Problem to solve: Show every line in the records below that contains the word "gained".

Exercise data:
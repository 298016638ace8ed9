//! Tick throughput benchmark.
//!
//! Replays a recorded one-minute session; useful for spotting regressions
//! in the per-tick hot path (spawn streams, overlap resolution, hashing is
//! excluded).

use std::hint::black_box;

use criterion::{criterion_group, criterion_main, Criterion};

use skillet_core::game::input::{Hold, InputFrame};
use skillet_core::game::tick::{replay_session, SessionConfig};

fn session_frames(frame_count: usize) -> Vec<(i64, InputFrame)> {
    let mut frames = vec![(16, InputFrame::with_primary())];
    for i in 0..frame_count {
        let input = match i % 11 {
            0 => InputFrame::with_hold(Hold::Left),
            5 => InputFrame::with_hold(Hold::Right),
            _ => InputFrame::new(),
        };
        frames.push((16, input));
    }
    frames
}

fn bench_replay(c: &mut Criterion) {
    let config = SessionConfig::default();
    // One minute at ~60 Hz
    let frames = session_frames(3600);

    c.bench_function("replay_session_1min", |b| {
        b.iter(|| replay_session(black_box(12345), &frames, &config))
    });
}

criterion_group!(benches, bench_replay);
criterion_main!(benches);
//! Entity Spawning
//!
//! Deterministic scheduled spawning. Two independent millisecond
//! accumulators (ingredient stream, hazard stream) decide *when* a spawn
//! fires; a single weighted roll decides *what* drops. Power-ups have no
//! stream of their own and only arrive through the roll.

use crate::core::fixed::{SPAWN_Y};
use crate::core::rng::DeterministicRng;
use crate::core::vec2::FixedVec2;
use crate::game::difficulty;
use crate::game::events::GameEvent;
use crate::game::state::{EntityKind, PowerupKind, SessionPhase, SessionState};
use crate::game::tick::SessionConfig;

/// Configuration for entity spawning.
#[derive(Clone, Copy, Debug)]
pub struct SpawnConfig {
    /// Hazard-stream cadence (the ingredient-stream cadence is published by
    /// the difficulty controller)
    pub hazard_interval_ms: u32,
    /// Cap on live entities; spawns are skipped at the cap
    pub max_live_entities: usize,
}

impl Default for SpawnConfig {
    fn default() -> Self {
        Self {
            hazard_interval_ms: crate::core::fixed::HAZARD_SPAWN_INTERVAL_MS,
            max_live_entities: 64,
        }
    }
}

/// Advance the spawn streams by one tick.
///
/// Accumulators drain in a loop, so one large (clamped) `dt` can emit
/// several spawns in deterministic order. Suppressed entirely outside of
/// Playing - phase gating is how spawn timers are "cancelled".
pub fn advance(state: &mut SessionState, config: &SessionConfig, dt_ms: u32) {
    if state.phase != SessionPhase::Playing {
        return;
    }

    // Ingredient stream: cadence published by the difficulty controller
    let interval = state.difficulty.spawn_interval_ms;
    if interval > 0 {
        state.spawn_timers.ingredient_acc_ms += dt_ms;
        while state.spawn_timers.ingredient_acc_ms >= interval {
            state.spawn_timers.ingredient_acc_ms -= interval;
            spawn_one(state, config);
        }
    }

    // Hazard stream: independent cadence
    let interval = config.spawn.hazard_interval_ms;
    if interval > 0 {
        state.spawn_timers.hazard_acc_ms += dt_ms;
        while state.spawn_timers.hazard_acc_ms >= interval {
            state.spawn_timers.hazard_acc_ms -= interval;
            spawn_one(state, config);
        }
    }
}

/// Spawn one entity above the playfield.
fn spawn_one(state: &mut SessionState, config: &SessionConfig) {
    if state.entities.len() >= config.spawn.max_live_entities {
        return;
    }

    let x = state.rng.random_spawn_x();
    let kind = roll_kind(&mut state.rng);
    let speed = difficulty::fall_speed(&config.difficulty, state.difficulty.level, kind);

    let position = FixedVec2::new(x, SPAWN_Y);
    let velocity = FixedVec2::new(0, speed);
    let entity_id = state.spawn_entity(kind, position, velocity);

    tracing::debug!(entity_id, ?kind, x = crate::core::fixed::to_float(x), "spawned");
    state.push_event(GameEvent::entity_spawned(
        state.clock_ms,
        entity_id,
        kind,
        position,
    ));
}

/// Pick what drops with one weighted roll.
///
/// Roll 1-10: 1-6 ingredient, 7-9 hazard, 10 power-up, the power-up split
/// 50/50 shield vs magnet. Any other roll is a programmer error and fails
/// fast.
fn roll_kind(rng: &mut DeterministicRng) -> EntityKind {
    let roll = rng.next_int_range(1, 10);
    match roll {
        1..=6 => EntityKind::Ingredient,
        7..=9 => EntityKind::Hazard,
        10 => {
            if rng.next_int(2) == 0 {
                EntityKind::Powerup(PowerupKind::Shield)
            } else {
                EntityKind::Powerup(PowerupKind::Magnet)
            }
        }
        _ => unreachable!("spawn roll out of range: {roll}"),
    }
}

#[cfg(test)]
mod tests {
    use super::*;
    use crate::core::fixed::{SPAWN_MARGIN, PLAYFIELD_WIDTH};

    fn playing_state(seed: u64) -> SessionState {
        let mut state = SessionState::new(seed, 0);
        state.phase = SessionPhase::Playing;
        state
    }

    #[test]
    fn test_spawn_determinism() {
        let config = SessionConfig::default();
        let mut state1 = playing_state(12345);
        let mut state2 = playing_state(12345);

        for _ in 0..300 {
            advance(&mut state1, &config, 16);
            advance(&mut state2, &config, 16);
        }

        assert_eq!(state1.entities.len(), state2.entities.len());
        assert!(!state1.entities.is_empty());

        for (id, entity1) in &state1.entities {
            let entity2 = &state2.entities[id];
            assert_eq!(entity1.position, entity2.position);
            assert_eq!(entity1.kind, entity2.kind);
            assert_eq!(entity1.velocity, entity2.velocity);
        }
    }

    #[test]
    fn test_spawn_cadence() {
        let config = SessionConfig::default();
        let mut state = playing_state(7);

        // One ingredient-stream interval, no hazard-stream interval yet
        advance(&mut state, &config, 800);
        assert_eq!(state.entities.len(), 1);

        // Second ingredient elapse + first hazard elapse
        advance(&mut state, &config, 800);
        assert_eq!(state.entities.len(), 3);
    }

    #[test]
    fn test_spawn_positions_respect_margins() {
        let config = SessionConfig::default();
        let mut state = playing_state(99);

        for _ in 0..100 {
            advance(&mut state, &config, 800);
        }

        for entity in state.entities.values() {
            assert!(entity.position.x >= SPAWN_MARGIN);
            assert!(entity.position.x < PLAYFIELD_WIDTH - SPAWN_MARGIN);
            assert_eq!(entity.position.y, SPAWN_Y);
            // Everything falls straight down until a magnet interferes
            assert_eq!(entity.velocity.x, 0);
            assert!(entity.velocity.y > 0);
        }
    }

    #[test]
    fn test_roll_kind_weights() {
        let mut rng = DeterministicRng::new(4242);
        let mut ingredients = 0u32;
        let mut hazards = 0u32;
        let mut powerups = 0u32;

        for _ in 0..10_000 {
            match roll_kind(&mut rng) {
                EntityKind::Ingredient => ingredients += 1,
                EntityKind::Hazard => hazards += 1,
                EntityKind::Powerup(_) => powerups += 1,
            }
        }

        // Expected 60% / 30% / 10%; allow generous slack
        assert!((5500..=6500).contains(&ingredients), "{ingredients}");
        assert!((2500..=3500).contains(&hazards), "{hazards}");
        assert!((700..=1300).contains(&powerups), "{powerups}");
    }

    #[test]
    fn test_no_spawns_outside_playing() {
        let config = SessionConfig::default();
        let mut state = SessionState::new(1, 0);

        advance(&mut state, &config, 10_000);
        assert!(state.entities.is_empty());

        state.phase = SessionPhase::GameOver;
        advance(&mut state, &config, 10_000);
        assert!(state.entities.is_empty());
        assert_eq!(state.spawn_timers.ingredient_acc_ms, 0);
    }

    #[test]
    fn test_live_entity_cap() {
        let mut config = SessionConfig::default();
        config.spawn.max_live_entities = 5;
        let mut state = playing_state(3);

        for _ in 0..100 {
            advance(&mut state, &config, 800);
        }

        assert_eq!(state.entities.len(), 5);
    }
}
//! Difficulty Progression
//!
//! Pure function of elapsed play time: every fixed period the level steps
//! up, and the level feeds the per-kind fall-speed curves and the published
//! spawn cadence. There is no upper bound - unbounded growth over a session
//! is the intended endless-runner shape.

use crate::core::fixed::{
    Fixed, fixed_mul,
    LEVEL_PERIOD_MS, LEVEL_STEP, INGREDIENT_SPAWN_INTERVAL_MS,
    INGREDIENT_FALL_BASE, INGREDIENT_FALL_PER_LEVEL,
    HAZARD_FALL_BASE, HAZARD_FALL_PER_LEVEL,
    POWERUP_FALL_BASE, POWERUP_FALL_PER_LEVEL,
};
use crate::game::state::{EntityKind, SessionState, SessionPhase};

/// Fall-speed curve: `base + level * per_level`.
#[derive(Clone, Copy, Debug)]
pub struct FallCurve {
    /// Speed at level 0
    pub base: Fixed,
    /// Speed gained per difficulty level
    pub per_level: Fixed,
}

impl FallCurve {
    /// Create a curve from base speed and per-level gain.
    pub const fn new(base: Fixed, per_level: Fixed) -> Self {
        Self { base, per_level }
    }

    /// Evaluate the curve at a difficulty level.
    #[inline]
    pub fn at(self, level: Fixed) -> Fixed {
        self.base.wrapping_add(fixed_mul(level, self.per_level))
    }
}

/// Configuration for difficulty progression.
#[derive(Clone, Copy, Debug)]
pub struct DifficultyConfig {
    /// Milliseconds of play per level step
    pub level_period_ms: u32,
    /// Level gained per period
    pub level_step: Fixed,
    /// Ingredient-stream spawn interval published to the spawner
    pub base_spawn_interval_ms: u32,
    /// Ingredient fall-speed curve
    pub ingredient_fall: FallCurve,
    /// Hazard fall-speed curve (faster than ingredients)
    pub hazard_fall: FallCurve,
    /// Power-up fall-speed curve
    pub powerup_fall: FallCurve,
}

impl Default for DifficultyConfig {
    fn default() -> Self {
        Self {
            level_period_ms: LEVEL_PERIOD_MS,
            level_step: LEVEL_STEP,
            base_spawn_interval_ms: INGREDIENT_SPAWN_INTERVAL_MS,
            ingredient_fall: FallCurve::new(INGREDIENT_FALL_BASE, INGREDIENT_FALL_PER_LEVEL),
            hazard_fall: FallCurve::new(HAZARD_FALL_BASE, HAZARD_FALL_PER_LEVEL),
            powerup_fall: FallCurve::new(POWERUP_FALL_BASE, POWERUP_FALL_PER_LEVEL),
        }
    }
}

/// Fall speed for a kind at a level.
#[inline]
pub fn fall_speed(config: &DifficultyConfig, level: Fixed, kind: EntityKind) -> Fixed {
    match kind {
        EntityKind::Ingredient => config.ingredient_fall.at(level),
        EntityKind::Hazard => config.hazard_fall.at(level),
        EntityKind::Powerup(_) => config.powerup_fall.at(level),
    }
}

/// Advance the difficulty curve by one tick.
///
/// Accumulates play time and steps the level once per elapsed period; the
/// published outputs (`spawn_interval_ms`, `fall_speed_base`) are refreshed
/// afterward. Suppressed entirely outside of Playing.
pub fn advance(state: &mut SessionState, config: &DifficultyConfig, dt_ms: u32) {
    if state.phase != SessionPhase::Playing {
        return;
    }

    let difficulty = &mut state.difficulty;
    difficulty.elapsed_play_ms += dt_ms as u64;
    difficulty.level_acc_ms += dt_ms;

    while difficulty.level_acc_ms >= config.level_period_ms {
        difficulty.level_acc_ms -= config.level_period_ms;
        difficulty.level = difficulty.level.wrapping_add(config.level_step);
        tracing::debug!(
            level = crate::core::fixed::to_float(difficulty.level),
            elapsed_ms = difficulty.elapsed_play_ms,
            "difficulty level up"
        );
    }

    // Published controller outputs
    difficulty.spawn_interval_ms = config.base_spawn_interval_ms;
    difficulty.fall_speed_base = config.ingredient_fall.at(difficulty.level);
}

Answer for the task:
    /// Speed gained per difficulty level
    /// Level gained per period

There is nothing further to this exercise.